Take 1 is a South Korean music docuseries reality show produced by Netflix starring Sumi Jo, Lena Park, Mamamoo, Jung Ji-hoon (Rain), AKMU, You Hee-yeol and Yim Jae-beom.

==Synopsis==
Take 1 is a show which revolves around the step-by-step process of artists creating the most meaningful performance of their careers, that started from the question "If you could perform just one stage before you die?".

==Format==
In each episode, the show will feature a different artist from South Korea, with the goal of performing one song. Each act is given a countdown timer for when they are due to perform. In the time allocated, each act can choose where they would like to perform, and who they would like to perform with them such as dancers and other artists in one take.

==Episodes==

| No. | Title | Original release date |
| 1 | "Sumi Jo" | October 14, 2022 |
Not one to back down from a challenge, Sumi Jo combines classical music with Korean sounds and aesthetics for her performance of a whimsical aria.
| 2 | "AKMU" | October 14, 2022 |
The sibling duo AKMU overcome many technical difficulties while preparing am ambitious production that involves skydivers and a multitude of dancers.
| 3 | "Yim Jae-beom" | October 14, 2022 |
Yim Jae-beum returns to the stage after a six-year hiatus with a bare bones performance that lets music do what it does best – heal and comfort.
| 4 | "Jung Ji-hoon (Rain)" | October 14, 2022 |
Jung Ji-hoon, also known by the stage name Rain, pours his heart into an elaborate spectacle as the first to perform at an iconic house.
| 5 | "Lena Park" | October 14, 2022 |
Lena Park reflects on her life as she tackles a song she once deemed too difficult. With special guests in attendance, she's in for an emotional ride.
| 6 | "You Hee-yeol" | October 14, 2022 |
You Hee-yul comes back to the humble venue where he and his first band got their start. The fans share their memories of growing up with his music.
| 7 | "Mamamoo" | October 14, 2022 |
After two years of building separate careers, the four members of MAMAMOO come together to bring forth a mashup of their team's hit songs.

==Development==
===Production===
On July 12, 2022, Yoo Ki-hwan, manager of the Netflix Korean content team, introduced Take 1 as the first Netflix Korea's music entertainment show with ensemble casting of singers Sumi Jo, Yim Jae-beom, Lena Park, Jung Ji-hoon (Rain), girl group Mamamoo, and brother and sister duo AKMU.

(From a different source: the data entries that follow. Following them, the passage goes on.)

//! XRLink Bridge
//!
//! Receives headset hand poses, retargets one hand onto the 7-DOF robotic
//! hand at 50 Hz, and logs the resulting actuator angles. Optionally streams
//! a synthetic stereo test pattern back to the headset so the video path can
//! be checked without a camera.

mod args;

use std::sync::Arc;
use std::time::{Duration, SystemTime, UNIX_EPOCH};

use tokio::time::MissedTickBehavior;
use tokio_util::sync::CancellationToken;
use tracing::{debug, info, warn};
use tracing_subscriber::EnvFilter;

use xrlink_core::XrlinkResult;
use xrlink_pose::{recover_packet, retarget, AxisConversion, ChainMode, JOINT_NAMES};
use xrlink_transport::{FrameSender, LatencyEstimator, PoseReceiver, ReceiverConfig, SenderConfig};
use xrlink_video::{select_encoder, stereo_test_pattern};

use crate::args::{Args, Command, USAGE};

const RETARGET_PERIOD: Duration = Duration::from_millis(20);
const PATTERN_PERIOD: Duration = Duration::from_millis(33);
const REPORT_PERIOD: Duration = Duration::from_secs(1);

#[tokio::main]
async fn main() -> Result<(), Box<dyn std::error::Error>> {
    tracing_subscriber::fmt()
        .with_env_filter(EnvFilter::try_from_default_env().unwrap_or_else(|_| EnvFilter::new("info")))
        .init();

    let args = match Args::parse(std::env::args().skip(1)) {
        Ok(Command::Run(args)) => args,
        Ok(Command::Help) => {
            println!("{}", USAGE);
            return Ok(());
        }
        Err(e) => {
            eprintln!("{}\n\n{}", e, USAGE);
            std::process::exit(2);
        }
    };

    run(args).await?;
    Ok(())
}

async fn run(args: Args) -> XrlinkResult<()> {
    let receiver = PoseReceiver::new(ReceiverConfig::new(args.peer).with_local_port(args.port))?;
    receiver.connect().await?;

    let cancel = CancellationToken::new();
    let sender = match args.stream_to {
        Some(target) => {
            let config = SenderConfig::new(target).with_quality(args.quality);
            let sender = Arc::new(FrameSender::new(config, select_encoder(Vec::new())));
            sender.open().await?;
            tokio::spawn(stream_pattern(Arc::clone(&sender), cancel.clone()));
            Some(sender)
        }
        None => None,
    };

    info!(peer = %args.peer, port = args.port, hand = %args.hand, "bridge running, ctrl-c to stop");

    tokio::select! {
        _ = retarget_loop(&receiver, &args) => {}
        res = tokio::signal::ctrl_c() => {
            if let Err(e) = res {
                warn!(error = %e, "could not listen for ctrl-c");
            }
        }
    }

    info!("shutting down");
    cancel.cancel();
    if let Some(sender) = sender {
        sender.close().await;
    }
    receiver.close().await;
    Ok(())
}

async fn retarget_loop(receiver: &PoseReceiver, args: &Args) {
    let conv = AxisConversion::device_to_robot();
    let mut latency = LatencyEstimator::new();
    let mut last_timestamp = None;
    let mut processed = 0u64;
    let mut last_report = tokio::time::Instant::now();

    let mut ticker = tokio::time::interval(RETARGET_PERIOD);
    ticker.set_missed_tick_behavior(MissedTickBehavior::Skip);

    loop {
        ticker.tick().await;

        match receiver.latest_packet() {
            Ok(Some(packet)) if last_timestamp != Some(packet.timestamp) => {
                last_timestamp = Some(packet.timestamp);
                processed += 1;

                let tracked = recover_packet(&packet, ChainMode::Relative, &conv);
                let joints = retarget(tracked.hand(args.hand), args.hand);
                let degrees = joints.degrees();
                debug!(
                    thumb_base = degrees[0],
                    thumb_tip = degrees[1],
                    index = degrees[2],
                    middle = degrees[3],
                    ring = degrees[4],
                    little = degrees[5],
                    "retargeted"
                );

                let latency_ms = latency.observe(packet.timestamp, unix_now()) * 1000.0;
                if last_report.elapsed() >= REPORT_PERIOD {
                    last_report = tokio::time::Instant::now();
                    let angles: Vec<String> = JOINT_NAMES
                        .iter()
                        .zip(joints.normalized.iter())
                        .map(|(name, n)| format!("{}={:.2}", name, n))
                        .collect();
                    let timing = receiver.arrival_summary();
                    info!(
                        processed,
                        latency_ms = %format!("{:.2}", latency_ms),
                        mean_interval_ms = ?timing.map(|t| t.mean_interval.as_secs_f64() * 1000.0),
                        jitter_ms = ?timing.map(|t| t.jitter.as_secs_f64() * 1000.0),
                        max_jitter_ms = ?timing.map(|t| t.max_jitter.as_secs_f64() * 1000.0),
                        "{}",
                        angles.join(" ")
                    );
                }
            }
            Ok(_) => {}
            Err(e) => {
                warn!(error = %e, "pose receiver unavailable");
                return;
            }
        }
    }
}

async fn stream_pattern(sender: Arc<FrameSender>, cancel: CancellationToken) {
    let (width, height) = (sender.config().width, sender.config().height);
    let mut ticker = tokio::time::interval(PATTERN_PERIOD);
    ticker.set_missed_tick_behavior(MissedTickBehavior::Skip);
    let mut tick = 0u64;

    loop {
        tokio::select! {
            _ = cancel.cancelled() => break,
            _ = ticker.tick() => {}
        }
        let frame = match stereo_test_pattern(width, height, tick) {
            Ok(frame) => frame,
            Err(e) => {
                warn!(error = %e, "test pattern unavailable");
                break;
            }
        };
        tick = tick.wrapping_add(1);
        if let Err(e) = sender.submit(frame) {
            debug!(error = %e, "test pattern stream stopped");
            break;
        }
    }
}

fn unix_now() -> f64 {
    SystemTime::now()
        .duration_since(UNIX_EPOCH)
        .map(|d| d.as_secs_f64())
        .unwrap_or_default()
}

The show is created by Kim Hak-min of Studio Slam who were behind the production of Sing Again and Two Yoo Project – Sugar Man 3, and written by Yoo Jin-young, who previously wrote Amazing Saturday.

===Filming===
The singers were given the opportunity to choose time, place and audience, to sing the "best song of their life".

==Release==
The show is expected to air in the fall of 2022. On September 15, 2022, the first teaser for the show was released along with the announcement that it will premiere on October 14.